Recommended polling:
- Quotes and listings → every 30 to 60 seconds
- Fear & Greed → every 15 minutes
- Altcoin Season → every 15 minutes
- Trending → every 10 minutes
Best practices:
- cache repeated responses
- batch asset quotes using comma-separated IDs
- use exponential backoff for HTTP 429
- treat historical data as backtesting input, not a live polling loop
def safe_get(url, params=None, timeout=15):
for attempt in range(5):
try:
r = requests.get(url, headers=HEADERS, params=params, timeout=timeout)
r.raise_for_status()
return r.json()
except requests.HTTPError as e:
if e.response is not None and e.response.status_code == 429:
time.sleep(2 ** attempt)
continue
raise
Common Mistakes
Treating CoinMarketCap as an Odds Provider
CoinMarketCap provides crypto market context. Polymarket provides the odds.
Ignoring quote -> USD Nesting
Always flatten quote -> USD before using price, volume, or percent change fields.
Over-Polling Macro Indicators
Fear & Greed and Altcoin Season update every 15 minutes. Polling them every few seconds wastes credits.
Ignoring Null Fields
New or illiquid assets may have missing volume_24h or percent_change_* fields. Use defensive parsing.
Treating the Model as a Trading Signal
The output is a monitoring signal. Use it to prioritize review, not to blindly place trades.
Minimal End-to-End Flow
# Polymarket-side data would be fetched separately
polymarket_event = {
"question": "Will Bitcoin hit $100,000 by December 31?",
"asset_id": "1",
"target_price": 100000,
"implied_probability": 0.35,
}
quotes = fetch_quotes(polymarket_event["asset_id"])
asset = normalize_asset(quotes[polymarket_event["asset_id"]])
fg = fetch_fear_greed()
momentum = momentum_score(asset)
distance = distance_to_target(asset["price"], polymarket_event["target_price"])
signal = probability_gap_signal(
polymarket_event["implied_probability"],
distance,
momentum,
fg,
)
print(signal)
Final Thoughts
Prediction market odds become more useful when they are paired with real market data.
Polymarket shows what traders believe.
CoinMarketCap shows what the crypto market is doing.

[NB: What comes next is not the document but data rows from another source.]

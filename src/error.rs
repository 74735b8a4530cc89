//! Error types for the sync engine.

use crate::types::SubscriberId;
use thiserror::Error;

/// Main error type for subscription and execution requests.
///
/// Cloneable because a single manager failure is delivered to every
/// subscriber attached to it.
#[derive(Clone, Debug, PartialEq, Eq, Error)]
pub enum SyncError {
    #[error("Request timed out")]
    Timeout,

    #[error("Permission denied: {0}")]
    PermissionDenied(String),

    #[error("Write conflict: document was modified concurrently")]
    WriteConflict,

    #[error("Invalid data: {0}")]
    InvalidData(String),

    #[error("Connection terminated")]
    ConnectionTerminated,

    #[error("Execution aborted by caller")]
    ExecutionAborted,

    #[error("Execution gave up after {attempts} attempts")]
    RetriesExhausted { attempts: u32 },

    #[error("Server error {code}: {message}")]
    Server { code: String, message: String },

    #[error("Transport error: {0}")]
    Transport(String),

    #[error("Delivery executor error: {0}")]
    Executor(String),

    #[error("Subscriber buffer overflowed after {capacity} undelivered events")]
    BufferOverflow { capacity: usize },

    #[error("Subscription not found: {0:?}")]
    SubscriptionNotFound(SubscriberId),
}

impl SyncError {
    /// Whether the optimistic flow should fetch fresh state and try again.
    pub fn is_write_conflict(&self) -> bool {
        matches!(self, SyncError::WriteConflict)
    }
}

impl From<serde_json::Error> for SyncError {
    fn from(e: serde_json::Error) -> Self {
        SyncError::InvalidData(e.to_string())
    }
}

/// Result type for sync operations.
pub type Result<T> = std::result::Result<T, SyncError>;
//! # docsync
//!
//! Client-side engine for real-time document collection sync.
//!
//! ## Core Concepts
//!
//! - **Queries**: collection, filter, ordering and cap, identified by a textual fingerprint
//! - **Ordered sets**: the materialized result of a query, kept sorted by server sort keys
//! - **Reconciliation**: server batches are diffed into added/updated/removed lists
//! - **Subscriptions**: identical queries share one wire subscription and fan out to many subscribers
//! - **Execution**: optimistic read-decide-write with retry on write conflicts
//! - **Direct access**: one-shot fetches, conditional mutations and channel publishing
//!
//! ## Example
//!
//! ```ignore
//! use docsync::{ClientConfig, ExecutionDecision, OrderBy, Query, SyncClient};
//!
//! let client = SyncClient::new(ClientConfig::default(), transport, backend)?;
//!
//! // Subscribe to the 20 cheapest bikes
//! let handle = client.subscribe(
//!     Query::new("products")
//!         .filter(Filter::equal("category", "bikes"))
//!         .order_by(OrderBy::ascending("price"))
//!         .limit(20),
//! )?;
//!
//! // The transport feeds decoded server events back in
//! client.handle_event(event);
//!
//! // Conditionally bump a counter
//! client.execute("products", "p1", |doc| {
//!     let mut body = doc.body.clone().unwrap_or_default();
//!     body.insert("views".into(), json!(1));
//!     ExecutionDecision::Write(body)
//! })?;
//! ```

pub mod cache;
pub mod client;
pub mod delivery;
pub mod documents;
pub mod error;
pub mod execution;
pub mod query;
pub mod reconcile;
pub mod subscriptions;
pub mod transport;
pub mod types;

// Re-exports
pub use cache::{CacheStore, MemoryCache};
pub use client::{ClientConfig, DeliveryMode, SyncClient};
pub use delivery::{DeliveryExecutor, InlineExecutor, ThreadExecutor};
pub use documents::{
    compare_documents, DocumentOperation, OperationKind, OperationSet, OrderedDocumentSet,
};
pub use error::{Result, SyncError};
pub use execution::{
    execute, merge_body, DocumentBackend, ExecutionDecision, Mutation, MutationKind, Precondition,
    RetryPolicy,
};
pub use query::{
    ChannelId, CompoundOperator, Direction, Filter, FilterVisitor, Fingerprint, OrderBy, Query,
    Relation, SubscriptionTarget, DOCUMENT_ID_KEY,
};
pub use reconcile::{classify, classify_and_apply, reconcile, Batch, Reconciliation};
pub use subscriptions::{
    ChangeSet, SubscriptionCallback, SubscriptionEvent, SubscriptionHandle, SubscriptionState,
};
pub use transport::{ChannelMessage, ClientRequest, RequestKind, ServerEvent, Transport};
pub use types::*;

Combining both lets you build a monitor that spots probability gaps, tracks event context, and prioritizes crypto markets that deserve attention.
Next Steps
- add Polymarket event discovery
- track probability changes over time
- log CMC market context snapshots
- build Discord or Telegram alerts
- backtest probability gap signals
Better context leads to better event monitoring.